**ASSIGNMENT**. Transcribe every entry exactly, with nothing added or left out.

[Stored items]
- Opening Delimiter -
//! # Userstore Architecture
//!
//! Userstore is a small **UI-agnostic record store**: a collection of user records
//! kept in a single file as a JSON array. The `userstore` binary is one client of
//! this library, not the other way around.
//!
//! ## Layers
//!
//! ```text
//! ┌─────────────────────────────────────────────────────────────┐
//! │  CLI Layer (crates/userstore-cli)                           │
//! │  - Parses flags, loads config, installs logging             │
//! │  - The ONLY place that knows about stdout/stderr/exit codes │
//! └─────────────────────────────────────────────────────────────┘
//!                              │
//!                              ▼
//! ┌─────────────────────────────────────────────────────────────┐
//! │  API Layer (api.rs)                                         │
//! │  - Validates the operand mapping                            │
//! │  - Dispatches to a single command                           │
//! └─────────────────────────────────────────────────────────────┘
//!                              │
//!                              ▼
//! ┌─────────────────────────────────────────────────────────────┐
//! │  Command Layer (commands/*.rs)                              │
//! │  - open → decode → act → (maybe) encode + rewrite           │
//! └─────────────────────────────────────────────────────────────┘
//!                              │
//!                              ▼
//! ┌─────────────────────────────────────────────────────────────┐
//! │  Storage Layer (store/) + Codec (codec.rs)                  │
//! │  - StorageBackend / ByteStore traits                        │
//! │  - FsBackend (production), MemBackend (testing)             │
//! └─────────────────────────────────────────────────────────────┘
//! ```
//!
//! ## State
//!
//! There is none beyond the backing file. Every operation reloads the whole
//! collection, applies at most one mutation, and rewrites the file before it
//! returns. Nothing is cached between invocations and nothing is locked: two
//! processes racing on the same file can lose an update.
//!
//! ## Logical Rejections
//!
//! Adding a duplicate id or removing an unknown id is **not** an error. The
//! operation succeeds with a human-readable message as its payload, and
//! [`commands::CmdResult::outcome`] is [`commands::Outcome::Rejected`].
//!
//! ## Module Overview
//!
//! - [`api`]: Operand validation and dispatch
//! - [`commands`]: One module per operation
//! - [`store`]: Byte-level access to the backing file
//! - [`codec`]: JSON encoding of records and collections
//! - [`model`]: The [`model::Record`] type
//! - [`config`]: Layered configuration
//! - [`error`]: Error types

pub mod api;
pub mod codec;
pub mod commands;
pub mod config;
pub mod error;
pub mod model;
pub mod store;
- Closing Delimiter -
**RESULT OF THE EXERCISE**.
//! # Userstore Architecture
//!
//! Userstore is a small **UI-agnostic record store**: a collection of user records
//! kept in a single file as a JSON array. The `userstore` binary is one client of
//! this library, not the other way around.
//!
//! ## Layers
//!
//! ```text
//! ┌─────────────────────────────────────────────────────────────┐
//! │  CLI Layer (crates/userstore-cli)                           │
//! │  - Parses flags, loads config, installs logging             │
//! │  - The ONLY place that knows about stdout/stderr/exit codes │
//! └─────────────────────────────────────────────────────────────┘
//!                              │
//!                              ▼
//! ┌─────────────────────────────────────────────────────────────┐
//! │  API Layer (api.rs)                                         │
//! │  - Validates the operand mapping                            │
//! │  - Dispatches to a single command                           │
//! └─────────────────────────────────────────────────────────────┘
//!                              │
//!                              ▼
//! ┌─────────────────────────────────────────────────────────────┐
//! │  Command Layer (commands/*.rs)                              │
//! │  - open → decode → act → (maybe) encode + rewrite           │
//! └─────────────────────────────────────────────────────────────┘
//!                              │
//!                              ▼
//! ┌─────────────────────────────────────────────────────────────┐
//! │  Storage Layer (store/) + Codec (codec.rs)                  │
//! │  - StorageBackend / ByteStore traits                        │
//! │  - FsBackend (production), MemBackend (testing)             │
//! └─────────────────────────────────────────────────────────────┘
//! ```
//!
//! ## State
//!
//! There is none beyond the backing file. Every operation reloads the whole
//! collection, applies at most one mutation, and rewrites the file before it
//! returns. Nothing is cached between invocations and nothing is locked: two
//! processes racing on the same file can lose an update.
//!
//! ## Logical Rejections
//!
//! Adding a duplicate id or removing an unknown id is **not** an error. The
//! operation succeeds with a human-readable message as its payload, and
//! [`commands::CmdResult::outcome`] is [`commands::Outcome::Rejected`].
//!
//! ## Module Overview
//!
//! - [`api`]: Operand validation and dispatch
//! - [`commands`]: One module per operation
//! - [`store`]: Byte-level access to the backing file
//! - [`codec`]: JSON encoding of records and collections
//! - [`model`]: The [`model::Record`] type
//! - [`config`]: Layered configuration
//! - [`error`]: Error types

pub mod api;
pub mod codec;
pub mod commands;
pub mod config;
pub mod error;
pub mod model;
pub mod store;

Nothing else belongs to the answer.